LncRNAs is a type of RNA transcripts of more than 200 nucleotides with a limited or no protein-coding function. LncRNAs are involved in many diseases including cancer because they can modulate many biological processes including cell proliferation, differentiation, and cell death [22]. Liu et al. has shown that the expression level of exosomal lncRNA 01133 (LINC01133) is high in pancreatic ductal adenocarcinoma (PDAC) patients and is correlated with poor overall survival rate. LINC01133 promotes the proliferation, migration, invasion, and epithelial-to-mesenchymal transition (EMT) of pancreatic cancer cells through Wnt/β-catenin pathway. Exosomal LINC01133 plays an important role in pancreatic cancer progression [23]. Another lncRNA, CRNDE-h, is found to be abundant in colorectal cancer (CRC) exosomes. They can be transmitted to CD4+ T cells and contribute to the differentiation of CD4+ T cells into T helper 17 (Th17) cells to promote cancer progression [24]. Haderk et al. found that chronic lymphocytic leukemia (CLL)-derived exosomal RNA can promote expression of PD-L1 and adopt an immunosuppressive phenotype in CLL patients [25]. Noncoding RNA hY4 is a functional element of CLLderived exosomes acting through TLR7 pathway [25]. In gastric cancer (GC), LINC01559 can be transmitted from mesenchymal stem cells (MSCs) to gastric cancer cells. LINC01559 accelerates GC progression by upregulating PGK1 and downregulating PTEN to activate the phosphatidylinositol 3-kinase/AKT serine/threonine kinase (PI3K/AKT) pathway [26].

Circular RNAs (circRNAs)

circRNAs is a group of noncoding RNA with a circular structure in eukaryotes. circRNAs have tissue-specific and cell-specific expression patterns. circRNAs act as microRNA or protein inhibitors (‘sponges’). They execute important biological functions by regulating protein function or by being translated themselves [27,28]. Because of the covalently closed structure of these transcripts, it is challenging to detect and quantitate this type of RNA. It is even more difficult to characterize their function and define their roles in diseases. With the recent advances in high-throughput RNA sequencing and computational tools, it makes us possible to illustrate their function in cancer [28]. circRNAs are found to be enriched and stable in exosomes [29,30]. Exosomal circRNA_102481 is shown to be significantly up-regulated in non-small cell lung cancer (NSCLC) with EGFR-TKIs resistance. Expression of exosomal circRNA_102481 is associated with advanced TNM stage, increased odds of brain metastasis, and reduction of overall survival in NSCLC patients. Exosomal circRNA_ 102481 could contribute to EGFR-TKIs resistance via the microRNA-30a-5p/ROR1 axis in NSCLC [31]. Li, et al reported that exosomal circRNA_0044516 is significantly upregulated from prostate cancer patients. circRNA_0044516 plays an oncogenic role in prostate cancer to promote prostate cancer cell survival and metastasis [32]. Exosomal circRNA-100338 is also found to promote the metastasis of hepatocellular carcinoma by enhancing tumor invasiveness and angiogenesis [33].

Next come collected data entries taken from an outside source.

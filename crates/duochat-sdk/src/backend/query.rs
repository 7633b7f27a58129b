//! 过滤查询 AST - 远程数据访问能力的查询形状
//!
//! 远端行存储只承诺一种很小的查询语言：等值 / 不等值叶子，
//! AND / OR 组合，按列排序，限制条数。本模块把这个语言表达成
//! 类型化的 AST，三张表共用一套列枚举。
//!
//! "双向好友关系" 的查询形状（两组 AND 的 OR）正是这套组合的
//! 设计出发点。

use chrono::{DateTime, Utc};
use serde::{Deserialize, Serialize};
use uuid::Uuid;

use crate::entities::{Friendship, FriendshipStatus, Message, Profile};

/// 可被过滤 / 排序的列
#[derive(Debug, Clone, Copy, PartialEq, Eq, Serialize, Deserialize)]
pub enum Column {
    /// 行主键（三张表通用）
    Id,
    /// profiles.email
    Email,
    /// friendships.requester_id
    RequesterId,
    /// friendships.addressee_id
    AddresseeId,
    /// friendships.status
    Status,
    /// messages.friendship_id
    FriendshipId,
    /// messages.sender_id
    SenderId,
    /// messages.is_read
    IsRead,
    /// created_at（三张表通用，排序列）
    CreatedAt,
}

/// 过滤值
#[derive(Debug, Clone, PartialEq, Serialize, Deserialize)]
pub enum Value {
    Uuid(Uuid),
    Str(String),
    Bool(bool),
    Status(FriendshipStatus),
    Time(DateTime<Utc>),
}

impl From<Uuid> for Value {
    fn from(v: Uuid) -> Self {
        Value::Uuid(v)
    }
}

impl From<&str> for Value {
    fn from(v: &str) -> Self {
        Value::Str(v.to_string())
    }
}

impl From<String> for Value {
    fn from(v: String) -> Self {
        Value::Str(v)
    }
}

impl From<bool> for Value {
    fn from(v: bool) -> Self {
        Value::Bool(v)
    }
}

impl From<FriendshipStatus> for Value {
    fn from(v: FriendshipStatus) -> Self {
        Value::Status(v)
    }
}

/// 过滤条件
///
/// 叶子对行中不存在的列永远不匹配（Eq 与 Neq 一致），
/// 这样把 profiles 的过滤误用到 messages 上时失败是安静且确定的。
#[derive(Debug, Clone, PartialEq, Serialize, Deserialize)]
pub enum Filter {
    /// 无条件匹配
    All,
    Eq(Column, Value),
    Neq(Column, Value),
    And(Vec<Filter>),
    Or(Vec<Filter>),
}

impl Filter {
    pub fn eq(column: Column, value: impl Into<Value>) -> Self {
        Filter::Eq(column, value.into())
    }

    pub fn neq(column: Column, value: impl Into<Value>) -> Self {
        Filter::Neq(column, value.into())
    }

    pub fn and(filters: Vec<Filter>) -> Self {
        Filter::And(filters)
    }

    pub fn or(filters: Vec<Filter>) -> Self {
        Filter::Or(filters)
    }

    /// 一对用户之间的关系（两个方向）：两组 AND 的 OR
    pub fn friendship_between(a: Uuid, b: Uuid) -> Self {
        Filter::or(vec![
            Filter::and(vec![
                Filter::eq(Column::RequesterId, a),
                Filter::eq(Column::AddresseeId, b),
            ]),
            Filter::and(vec![
                Filter::eq(Column::RequesterId, b),
                Filter::eq(Column::AddresseeId, a),
            ]),
        ])
    }

    /// 对一行求值
    pub fn matches<R: Selectable>(&self, row: &R) -> bool {
        match self {
            Filter::All => true,
            Filter::Eq(column, value) => row.column_value(*column).as_ref() == Some(value),
            Filter::Neq(column, value) => match row.column_value(*column) {
                Some(actual) => actual != *value,
                None => false,
            },
            Filter::And(filters) => filters.iter().all(|f| f.matches(row)),
            Filter::Or(filters) => filters.iter().any(|f| f.matches(row)),
        }
    }
}

/// 排序方向
#[derive(Debug, Clone, Copy, PartialEq, Eq, Serialize, Deserialize)]
pub enum Direction {
    Ascending,
    Descending,
}

/// 一次过滤查询：条件 + 可选排序 + 可选条数限制
#[derive(Debug, Clone, Serialize, Deserialize)]
pub struct Query {
    pub filter: Filter,
    pub order_by: Option<(Column, Direction)>,
    pub limit: Option<usize>,
}

impl Query {
    pub fn filtered(filter: Filter) -> Self {
        Self {
            filter,
            order_by: None,
            limit: None,
        }
    }

    pub fn all() -> Self {
        Self::filtered(Filter::All)
    }

    pub fn order_by(mut self, column: Column, direction: Direction) -> Self {
        self.order_by = Some((column, direction));
        self
    }

    pub fn limit(mut self, limit: usize) -> Self {
        self.limit = Some(limit);
        self
    }
}

/// 行对列取值的统一入口，过滤求值和订阅过滤都走这里
pub trait Selectable {
    /// 该行在指定列上的值；列不适用于该行类型时返回 None
    fn column_value(&self, column: Column) -> Option<Value>;
}

impl Selectable for Profile {
    fn column_value(&self, column: Column) -> Option<Value> {
        match column {
            Column::Id => Some(Value::Uuid(self.id)),
            Column::Email => Some(Value::Str(self.email.clone())),
            Column::CreatedAt => Some(Value::Time(self.created_at)),
            _ => None,
        }
    }
}

impl Selectable for Friendship {
    fn column_value(&self, column: Column) -> Option<Value> {
        match column {
            Column::Id => Some(Value::Uuid(self.id)),
            Column::RequesterId => Some(Value::Uuid(self.requester_id)),
            Column::AddresseeId => Some(Value::Uuid(self.addressee_id)),
            Column::Status => Some(Value::Status(self.status)),
            Column::CreatedAt => Some(Value::Time(self.created_at)),
            _ => None,
        }
    }
}

impl Selectable for Message {
    fn column_value(&self, column: Column) -> Option<Value> {
        match column {
            Column::Id => Some(Value::Uuid(self.id)),
            Column::FriendshipId => Some(Value::Uuid(self.friendship_id)),
            Column::SenderId => Some(Value::Uuid(self.sender_id)),
            Column::IsRead => Some(Value::Bool(self.is_read)),
            Column::CreatedAt => Some(Value::Time(self.created_at)),
            _ => None,
        }
    }
}
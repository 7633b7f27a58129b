//! 错误类型定义
//!
//! 分类原则（与错误处理设计一致）：
//! - 校验类错误（加自己为好友、查无此人等）→ 独立变体，界面内联提示，不重试
//! - 远程调用失败（网络/数据库）→ Backend / Transport，不自动重试，永不致命
//! - 上传失败 → 中止本次发送并恢复输入状态
//! - 订阅断开 → SubscriptionClosed（本层不做重连/退避）

use thiserror::Error;

#[derive(Debug, Error)]
pub enum DuochatSDKError {
    /// 无效输入（空邮箱、超限附件等）
    #[error("Invalid input: {0}")]
    InvalidInput(String),

    /// 记录不存在
    #[error("Not found: {0}")]
    NotFound(String),

    /// 按邮箱查找用户无结果
    #[error("No user found with email: {0}")]
    UserNotFound(String),

    /// 不能向自己发送好友请求
    #[error("Cannot send a friend request to yourself")]
    SelfFriendRequest,

    /// 双方已是好友
    #[error("Already friends with this user")]
    AlreadyFriends,

    /// 已存在待处理的好友请求
    #[error("A friend request is already pending")]
    RequestAlreadyPending,

    /// 非法操作（如非被请求方回应好友请求）
    #[error("Invalid operation: {0}")]
    InvalidOperation(String),

    /// 远程数据访问失败（查询/插入/更新）
    #[error("Backend error: {0}")]
    Backend(String),

    /// 传输层错误（HTTP 等）
    #[error("Transport error: {0}")]
    Transport(String),

    /// 附件上传失败
    #[error("Upload failed: {0}")]
    Upload(String),

    /// 序列化/反序列化失败
    #[error("Serialization error: {0}")]
    Serialization(String),

    /// 变更订阅已关闭（发送端被丢弃）
    #[error("Change subscription closed")]
    SubscriptionClosed,

    /// 配置错误
    #[error("Config error: {0}")]
    Config(String),
}

impl From<serde_json::Error> for DuochatSDKError {
    fn from(error: serde_json::Error) -> Self {
        DuochatSDKError::Serialization(error.to_string())
    }
}

impl From<reqwest::Error> for DuochatSDKError {
    fn from(error: reqwest::Error) -> Self {
        DuochatSDKError::Transport(error.to_string())
    }
}

impl DuochatSDKError {
    /// 是否为校验类错误（界面内联提示即可，无需重试路径）
    pub fn is_validation(&self) -> bool {
        matches!(
            self,
            DuochatSDKError::InvalidInput(_)
                | DuochatSDKError::UserNotFound(_)
                | DuochatSDKError::SelfFriendRequest
                | DuochatSDKError::AlreadyFriends
                | DuochatSDKError::RequestAlreadyPending
        )
    }
}

pub type Result<T> = std::result::Result<T, DuochatSDKError>;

Protein Cargoes in Exosomes

Alpha-enolase (ENO1)

ENO1, one of the three major enolases, is a key regulatory enzyme in glycolysis and is widely present in various cells and tissues [34]. Recent studies showed that ENO1 is upregulated in hepatocellular carcinoma (HCC) cells and has even higher expression in highly metastatic HCC cells as well as in exosomes [35]. ENO1 can be transferred between HCC cells via exosomes. Exosome-shuttled ENO1 can upregulate integrin α6β4 expression and activate the FAK/Src-p38MAPK pathway to promote HCC growth, metastasis, and disease progression [35].

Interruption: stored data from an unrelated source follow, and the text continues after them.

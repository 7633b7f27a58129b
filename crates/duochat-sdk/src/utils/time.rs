//! 时间处理工具模块
//!
//! 提供统一的时间显示转换，支持可配置的时区
//!
//! # 设计原则
//!
//! - **数据层**: 所有时间字段统一为 `DateTime<Utc>`，权威时间戳来自服务端
//! - **显示层**: 根据配置的时区转换后再格式化 / 分组
//! - **日期分组**: 消息按显示时区的日历日期切段，粒度与界面一致

use chrono::{DateTime, Datelike, Duration, FixedOffset, Local, NaiveDate, Utc};
use std::sync::RwLock;

/// 全局时区配置
static TIMEZONE_OFFSET: RwLock<Option<FixedOffset>> = RwLock::new(None);

/// 时区配置
#[derive(Debug, Clone, Copy, PartialEq, Eq)]
pub struct TimezoneConfig {
    /// 时区偏移（秒），例如：+08:00 = 28800, -05:00 = -18000
    pub offset_seconds: i32,
}

impl TimezoneConfig {
    /// 从小时偏移创建，例如：+8, -5
    pub fn from_hours(hours: i32) -> Self {
        Self {
            offset_seconds: hours * 3600,
        }
    }

    /// 从秒偏移创建
    pub fn from_seconds(seconds: i32) -> Self {
        Self {
            offset_seconds: seconds,
        }
    }

    /// 使用系统本地时区
    pub fn local() -> Self {
        let now = Local::now();
        Self {
            offset_seconds: now.offset().local_minus_utc(),
        }
    }

    pub fn to_fixed_offset(&self) -> Option<FixedOffset> {
        FixedOffset::east_opt(self.offset_seconds)
    }
}

/// 时间格式化工具
pub struct TimeFormatter;

impl TimeFormatter {
    /// 设置全局时区配置
    pub fn set_timezone(config: TimezoneConfig) {
        if let Some(offset) = config.to_fixed_offset() {
            let mut tz = TIMEZONE_OFFSET.write().unwrap();
            *tz = Some(offset);
        }
    }

    /// 获取当前配置的时区，未配置时使用系统本地时区
    fn get_timezone() -> FixedOffset {
        let tz = TIMEZONE_OFFSET.read().unwrap();
        if let Some(offset) = *tz {
            offset
        } else {
            let now = Local::now();
            FixedOffset::east_opt(now.offset().local_minus_utc()).unwrap()
        }
    }

    /// 转换到显示时区
    pub fn to_display(t: DateTime<Utc>) -> DateTime<FixedOffset> {
        t.with_timezone(&Self::get_timezone())
    }

    /// 显示时区下的日历日期（消息日期分组的粒度）
    pub fn display_date(t: DateTime<Utc>) -> NaiveDate {
        Self::to_display(t).date_naive()
    }

    /// 消息气泡时间，格式: "HH:MM"
    pub fn format_message_time(t: DateTime<Utc>) -> String {
        Self::to_display(t).format("%H:%M").to_string()
    }

    /// 日期分割条文案：今天 / 昨天 / 完整日期
    pub fn format_date_header(t: DateTime<Utc>) -> String {
        let date = Self::display_date(t);
        let today = Self::display_date(Utc::now());
        if date == today {
            "Today".to_string()
        } else if Some(date) == today.pred_opt() {
            "Yesterday".to_string()
        } else {
            format!("{} {}, {}", month_name(date.month()), date.day(), date.year())
        }
    }

    /// 会话列表的紧凑相对时间："now" / "5m" / "2h" / "3d"，更久则给日期
    pub fn format_list_time(t: DateTime<Utc>) -> String {
        Self::compact_between(t, Utc::now())
    }

    fn compact_between(t: DateTime<Utc>, now: DateTime<Utc>) -> String {
        let elapsed = now.signed_duration_since(t);
        if elapsed < Duration::minutes(1) {
            "now".to_string()
        } else if elapsed < Duration::hours(1) {
            format!("{}m", elapsed.num_minutes())
        } else if elapsed < Duration::days(1) {
            format!("{}h", elapsed.num_hours())
        } else if elapsed < Duration::days(7) {
            format!("{}d", elapsed.num_days())
        } else {
            let date = Self::display_date(t);
            format!("{} {}", month_name(date.month()), date.day())
        }
    }
}

fn month_name(month: u32) -> &'static str {
    match month {
        1 => "January",
        2 => "February",
        3 => "March",
        4 => "April",
        5 => "May",
        6 => "June",
        7 => "July",
        8 => "August",
        9 => "September",
        10 => "October",
        11 => "November",
        _ => "December",
    }
}

#[cfg(test)]
mod tests {
    use super::*;

    #[test]
    fn test_compact_between() {
        let now = Utc::now();
        assert_eq!(TimeFormatter::compact_between(now, now), "now");
        assert_eq!(
            TimeFormatter::compact_between(now - Duration::minutes(5), now),
            "5m"
        );
        assert_eq!(
            TimeFormatter::compact_between(now - Duration::hours(2), now),
            "2h"
        );
        assert_eq!(
            TimeFormatter::compact_between(now - Duration::days(3), now),
            "3d"
        );
    }

    #[test]
    fn test_date_header_today_and_yesterday() {
        // 今天/昨天的判断和输入使用同一显示时区，偏移配置不影响结果
        let now = Utc::now();
        assert_eq!(TimeFormatter::format_date_header(now), "Today");
        assert_eq!(
            TimeFormatter::format_date_header(now - Duration::days(1)),
            "Yesterday"
        );
        let old = now - Duration::days(30);
        let header = TimeFormatter::format_date_header(old);
        assert_ne!(header, "Today");
        assert_ne!(header, "Yesterday");
        assert!(header.contains(',')); // "March 5, 2026" 形式
    }
}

Soluble E-cadherin (sE-cad)

sE-cad is an 80-kDa protein that is highly expressed in the ascites of ovarian cancer patients. It is a potent inducer of angiogenesis [36]. There is evidence to show that plentiful of sE-cad is released in the form of exosomes. Exosomes with positive sE-cad heterodimerize with cadherin on endothelial cells and induce a sequential activation of β-catenin and NFκB signaling. Activation of both pathways activates the angiogenesis process in ovarian cancer, thus promoting cancer progression [36].


c-Src is a membrane-associated tyrosine kinase with important functions in the signaling transduction to control cell growth and migration [37]. Hikita et al. reported that c-Src is localized in the endosomal membrane. Once c-Src in the endosomal membrane is activated, it can be encapsulated in exosomes and promote exosome secretion. The secretion of exosomes can not only contribute to the maintenance of malignant phenotypes, but also transduce oncogenic signals to promote cancer progression [37].

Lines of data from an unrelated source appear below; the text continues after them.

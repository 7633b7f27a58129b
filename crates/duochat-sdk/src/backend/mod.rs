//! 后端能力抽象 - 远程数据访问 / 变更订阅 / 文件存储
//!
//! 本层没有自己的服务器，所有"逻辑"都是对平台 SDK 通用查询的
//! 直接透传。这里把消费到的三种能力固化为 trait：
//! - [`RemoteStore`] - 面向行的远程数据访问（过滤查询、插入、更新）
//! - [`ChangeFeed`] - 按表订阅的实时变更通知
//! - [`BlobStore`] - 附件上传，返回可公开访问的 URL
//!
//! 鉴权身份（当前用户的 Profile）由账号子系统给出，在 SDK 构造时
//! 注入，不在这里抽象。

pub mod http_blob;
pub mod memory;
pub mod query;

use async_trait::async_trait;
use bytes::Bytes;
use tokio::sync::broadcast;
use tracing::warn;

use crate::entities::{
    Friendship, FriendshipId, FriendshipPatch, Message, MessagePatch, NewFriendship, NewMessage,
    Profile,
};
use crate::error::{DuochatSDKError, Result};
use query::{Column, Filter, Query, Selectable, Value};

/// 远端数据表
#[derive(Debug, Clone, Copy, PartialEq, Eq, Hash)]
pub enum Table {
    Profiles,
    Friendships,
    Messages,
}

impl Table {
    pub fn as_str(&self) -> &'static str {
        match self {
            Table::Profiles => "profiles",
            Table::Friendships => "friendships",
            Table::Messages => "messages",
        }
    }
}

/// 行级变更类型
#[derive(Debug, Clone, Copy, PartialEq, Eq)]
pub enum ChangeOp {
    Insert,
    Update,
    Delete,
}

/// 变更事件携带的行
#[derive(Debug, Clone)]
pub enum ChangeRow {
    Profile(Profile),
    Friendship(Friendship),
    Message(Message),
}

impl ChangeRow {
    pub fn table(&self) -> Table {
        match self {
            ChangeRow::Profile(_) => Table::Profiles,
            ChangeRow::Friendship(_) => Table::Friendships,
            ChangeRow::Message(_) => Table::Messages,
        }
    }

    fn column_value(&self, column: Column) -> Option<Value> {
        match self {
            ChangeRow::Profile(row) => row.column_value(column),
            ChangeRow::Friendship(row) => row.column_value(column),
            ChangeRow::Message(row) => row.column_value(column),
        }
    }
}

/// 一条行级变更通知
#[derive(Debug, Clone)]
pub struct ChangeEvent {
    pub op: ChangeOp,
    pub row: ChangeRow,
}

impl ChangeEvent {
    pub fn table(&self) -> Table {
        self.row.table()
    }
}

/// 面向行的远程数据访问能力
///
/// 查询形状见 [`query`]：等值/不等值过滤、AND/OR 组合、排序、限制条数。
/// 每个方法要么返回受影响的行，要么返回错误；不提供事务，跨多次调用的
/// 流程（先查后插）不具原子性。
#[async_trait]
pub trait RemoteStore: Send + Sync {
    async fn query_profiles(&self, query: Query) -> Result<Vec<Profile>>;

    async fn query_friendships(&self, query: Query) -> Result<Vec<Friendship>>;

    async fn query_messages(&self, query: Query) -> Result<Vec<Message>>;

    /// 满足过滤条件的消息条数（head count，不取行）
    async fn count_messages(&self, filter: Filter) -> Result<u64>;

    /// 插入一条好友关系，返回服务端赋值后的完整行
    async fn insert_friendship(&self, row: NewFriendship) -> Result<Friendship>;

    /// 按 id 更新一条好友关系
    async fn update_friendship(
        &self,
        id: FriendshipId,
        patch: FriendshipPatch,
    ) -> Result<Friendship>;

    /// 插入一条消息，返回服务端赋值后的完整行（真实 id、权威时间戳）
    async fn insert_message(&self, row: NewMessage) -> Result<Message>;

    /// 批量更新满足条件的消息，返回受影响行数
    async fn update_messages(&self, filter: Filter, patch: MessagePatch) -> Result<u64>;
}

/// 实时变更订阅能力
///
/// 订阅按表订阅，可选单列等值过滤；返回的 [`ChangeSubscription`]
/// 是作用域资源：持有期间接收事件，丢弃即取消。
#[async_trait]
pub trait ChangeFeed: Send + Sync {
    async fn subscribe(
        &self,
        table: Table,
        filter: Option<(Column, Value)>,
    ) -> Result<ChangeSubscription>;
}

/// 附件上传能力
///
/// `path` 由调用方给出命名空间（friendship_id/随机文件名），
/// 返回持久的公开访问 URL，原样写到消息行上。
#[async_trait]
pub trait BlobStore: Send + Sync {
    async fn upload(&self, path: &str, content_type: &str, data: Bytes) -> Result<String>;
}

/// 完整后端 = 数据访问 + 变更订阅
pub trait Backend: RemoteStore + ChangeFeed {}

impl<T: RemoteStore + ChangeFeed> Backend for T {}

/// 一次活跃的变更订阅
///
/// 在接收端做表/列匹配，不匹配的事件安静跳过；落后于广播缓冲
/// （Lagged）时丢弃错过的事件继续接收；消费方本来就以"收到任何
/// 事件就全量重读"的方式使用它。
pub struct ChangeSubscription {
    receiver: broadcast::Receiver<ChangeEvent>,
    table: Table,
    filter: Option<(Column, Value)>,
}

impl ChangeSubscription {
    pub fn new(
        receiver: broadcast::Receiver<ChangeEvent>,
        table: Table,
        filter: Option<(Column, Value)>,
    ) -> Self {
        Self {
            receiver,
            table,
            filter,
        }
    }

    /// 接收下一条匹配本订阅的变更；发送端关闭时返回 SubscriptionClosed
    pub async fn recv(&mut self) -> Result<ChangeEvent> {
        loop {
            match self.receiver.recv().await {
                Ok(event) => {
                    if self.accepts(&event) {
                        return Ok(event);
                    }
                }
                Err(broadcast::error::RecvError::Lagged(missed)) => {
                    warn!("变更订阅落后，丢弃 {} 条事件", missed);
                    continue;
                }
                Err(broadcast::error::RecvError::Closed) => {
                    return Err(DuochatSDKError::SubscriptionClosed);
                }
            }
        }
    }

    fn accepts(&self, event: &ChangeEvent) -> bool {
        if event.table() != self.table {
            return false;
        }
        match &self.filter {
            None => true,
            Some((column, value)) => event.row.column_value(*column).as_ref() == Some(value),
        }
    }
}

One of the most interesting findings is that cancer exosome can cause tumor aggressiveness by inducing cancer innervation through exosome-packaged molecule, EphrinB1 [38]. Recent studies have shown that patients with heavily innervated cancers suffer from increased metastasis and dismal survival when compared to those with fewer innervated cancers [39,40]. EphrinB1 is a single pass transmembrane protein ligand that can bind and activate the Eph receptor, tyrosine kinases [41]. EphrinB1 acts as an axonal guidance molecule in the development of nervous system [42]. Exosome-packaged EphrinB1 works as an axonal guidance molecule to induce neurite outgrowth and to promote cancer innervation [38].

From the discussions above, we may notice that each type of cancer has its own specific genetic signature. Since exosomes are derived from their original cancer cells, it is rational to recognize that the exosomes from different cancer types have their specific genetic profile that distinguishes them from each other. For example, different types of cancers have unique exosomal RNAs that can differentiate themselves and be used as cancer biomarkers [43]. Proteomic analysis in exosomes also show that protein profiles differ in diverse cancer types and subtypes, as well as stages [44,45].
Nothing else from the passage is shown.